Cedi’s Roller-Coaster: What’s Happening?

After years of sharp depreciation, the Ghanaian cedi staged one of its most dramatic reversals in 2025, gaining as much as 30–40 % against the U.S. dollar by mid-year. At its weakest earlier in the year, the currency hovered around GH¢15.50–15.60 per USD, only to strengthen to around GH¢10.28–10.85 per USD by late 2025.

This rebound is being driven by a blend of tight monetary policy, improved fiscal discipline, foreign exchange (FX) market reforms, and stronger foreign reserves. The Bank of Ghana boosted its Monetary Policy Rate and strengthened forex liquidity, while export revenues from gold and cocoa have helped sustain the inflows that support the cedi.

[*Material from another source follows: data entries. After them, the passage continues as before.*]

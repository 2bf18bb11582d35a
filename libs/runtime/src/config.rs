use anyhow::{Context, Result};
use serde::{Deserialize, Serialize};
use std::collections::HashMap;
use std::path::{Path, PathBuf};

use crate::paths::resolve_home_dir;

const DEFAULT_SUBDIR: &str = ".contacts";

/// Application configuration: typed global sections plus a per-module bag.
#[derive(Debug, Clone, Deserialize, Serialize)]
#[serde(deny_unknown_fields)]
pub struct AppConfig {
    #[serde(default)]
    pub app: AppSection,
    /// Logging configuration (optional, uses defaults if None).
    pub logging: Option<LoggingConfig>,
    /// Per-module configuration bag: module_name → arbitrary JSON/YAML value.
    #[serde(default)]
    pub modules: HashMap<String, serde_json::Value>,
}

#[derive(Debug, Clone, Default, Deserialize, Serialize)]
#[serde(deny_unknown_fields)]
pub struct AppSection {
    /// Empty selects `$HOME/.contacts` (`%APPDATA%\.contacts` on Windows).
    /// Normalized to an absolute path on load.
    #[serde(default)]
    pub home_dir: String,
}

/// Subsystem name → logging settings. The `default` key catches every
/// target not claimed by an explicit subsystem.
pub type LoggingConfig = HashMap<String, Section>;

#[derive(Debug, Serialize, Deserialize, Clone)]
pub struct Section {
    pub console_level: String, // "info", "debug", "error", "off"
    #[serde(default)]
    pub file: String, // "logs/contacts.log", empty disables the file
    #[serde(default)]
    pub file_level: String,
    #[serde(default)]
    pub max_backups: Option<usize>,
    #[serde(default)]
    pub max_size_mb: Option<u64>,
}

pub fn default_logging_config() -> LoggingConfig {
    let mut logging = HashMap::new();
    logging.insert(
        "default".to_string(),
        Section {
            console_level: "info".to_string(),
            file: "logs/contacts.log".to_string(),
            file_level: "debug".to_string(),
            max_backups: Some(3),
            max_size_mb: Some(100),
        },
    );
    logging
}

impl Default for AppConfig {
    fn default() -> Self {
        Self {
            app: AppSection::default(),
            logging: Some(default_logging_config()),
            modules: HashMap::new(),
        }
    }
}

impl AppConfig {
    /// Defaults → YAML file → `APP__` environment variables.
    /// `app.home_dir` is normalized and created.
    pub fn load_layered<P: AsRef<Path>>(config_path: P) -> Result<Self> {
        use figment::{
            providers::{Env, Format, Serialized, Yaml},
            Figment,
        };

        // figment skips missing files silently; an explicit path must exist.
        let config_path = config_path.as_ref();
        if !config_path.is_file() {
            anyhow::bail!("config file not found: {}", config_path.display());
        }

        // Optional sections stay None unless YAML or env provides them.
        let base = AppConfig {
            app: AppSection::default(),
            logging: None,
            modules: HashMap::new(),
        };

        let figment = Figment::new()
            .merge(Serialized::defaults(base))
            .merge(Yaml::file(config_path))
            // APP__APP__HOME_DIR=/tmp/x maps to app.home_dir
            .merge(Env::prefixed("APP__").split("__"));

        let mut config: AppConfig = figment
            .extract()
            .context("Failed to extract config from figment")?;

        normalize_home_dir_inplace(&mut config.app).context("Failed to resolve app.home_dir")?;
        Ok(config)
    }

    pub fn load_or_default<P: AsRef<Path>>(config_path: Option<P>) -> Result<Self> {
        match config_path {
            Some(path) => Self::load_layered(path),
            None => {
                let mut c = Self::default();
                normalize_home_dir_inplace(&mut c.app)
                    .context("Failed to resolve app.home_dir (defaults)")?;
                Ok(c)
            }
        }
    }

    pub fn to_yaml(&self) -> Result<String> {
        serde_yaml::to_string(self).context("Failed to serialize config to YAML")
    }

    /// `-v` raises the default console level to debug, `-vv` to trace.
    pub fn apply_cli_overrides(&mut self, args: &CliArgs) {
        let logging = self.logging.get_or_insert_with(default_logging_config);
        if let Some(default_section) = logging.get_mut("default") {
            match args.verbose {
                0 => {}
                1 => default_section.console_level = "debug".to_string(),
                _ => default_section.console_level = "trace".to_string(),
            }
        }
    }

    /// Raw configuration value of one module, if present.
    pub fn module_value(&self, name: &str) -> Option<&serde_json::Value> {
        self.modules.get(name)
    }

    pub fn home_dir(&self) -> &Path {
        Path::new(&self.app.home_dir)
    }
}

/// Command line arguments relevant to configuration.
#[derive(Debug, Clone, Default)]
pub struct CliArgs {
    pub config: Option<String>,
    pub print_config: bool,
    pub verbose: u8,
}

fn normalize_home_dir_inplace(app: &mut AppSection) -> Result<()> {
    let opt = if app.home_dir.trim().is_empty() {
        None
    } else {
        Some(app.home_dir.clone())
    };

    let resolved: PathBuf = resolve_home_dir(opt, DEFAULT_SUBDIR, true)
        .context("home_dir normalization failed")?;

    app.home_dir = resolved.to_string_lossy().to_string();
    Ok(())
}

That reversal has helped lower inflation and ease some cost pressures for ordinary consumers and businesses, and bolstered Ghana’s fiscal position and debt burden.

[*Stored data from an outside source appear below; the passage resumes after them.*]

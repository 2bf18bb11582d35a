use std::sync::Arc;

use async_trait::async_trait;

use crate::contract::{
    client::ContactsApi,
    error::ContactsError,
    model::{Contact, ContactDraft, SavedContact, UserProfile},
};
use crate::domain::service::ContactsService;

/// Local implementation of the ContactsApi trait that delegates to the domain service
pub struct ContactsLocalClient {
    service: Arc<ContactsService>,
}

impl ContactsLocalClient {
    pub fn new(service: Arc<ContactsService>) -> Self {
        Self { service }
    }

    fn ensure_signed_in(&self) -> Result<(), ContactsError> {
        if self.service.view_model().owner_id().is_none() {
            return Err(ContactsError::unauthenticated(
                self.service.messages().not_signed_in(),
            ));
        }
        Ok(())
    }
}

#[async_trait]
impl ContactsApi for ContactsLocalClient {
    async fn get_contact(&self, id: &str) -> Result<Contact, ContactsError> {
        self.service.load_contact(id).await.map_err(Into::into)
    }

    async fn list_contacts(&self) -> Result<Vec<Contact>, ContactsError> {
        self.ensure_signed_in()?;
        Ok(self.service.view_model().contacts().as_ref().clone())
    }

    async fn search_contacts(&self, query: &str) -> Result<Vec<Contact>, ContactsError> {
        self.ensure_signed_in()?;
        Ok(self.service.view_model().filtered_contacts(query))
    }

    async fn save_contact(
        &self,
        id: Option<&str>,
        draft: ContactDraft,
    ) -> Result<SavedContact, ContactsError> {
        self.service.save_contact(id, draft).await.map_err(Into::into)
    }

    async fn delete_contact(&self, id: &str) -> Result<(), ContactsError> {
        self.service.delete_contact(id).await.map_err(Into::into)
    }

    async fn refresh(&self) -> Result<(), ContactsError> {
        self.ensure_signed_in()?;
        self.service.refresh_contacts().await.map_err(Into::into)
    }

    async fn profile(&self) -> Result<UserProfile, ContactsError> {
        self.service.load_display_name().await.map_err(Into::into)
    }
}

Impact on Diaspora Remittances and Investments

For many Ghanaians living abroad, rapid cedi appreciation has been a double-edged sword.

On one side, a stronger cedi means a more stable home currency and increased investor confidence—good news for those considering long-term investments like property, startups, or pension fund allocation in Ghana. Reduced volatility is encouraging some diaspora investors to look beyond short-term remittances toward more structured capital commitments.

Indeed, recent diaspora-oriented initiatives, including diaspora bonds and fintech investment platforms discussed by central bank officials, aim to harness overseas capital for sustainable growth rather than simple family remittances.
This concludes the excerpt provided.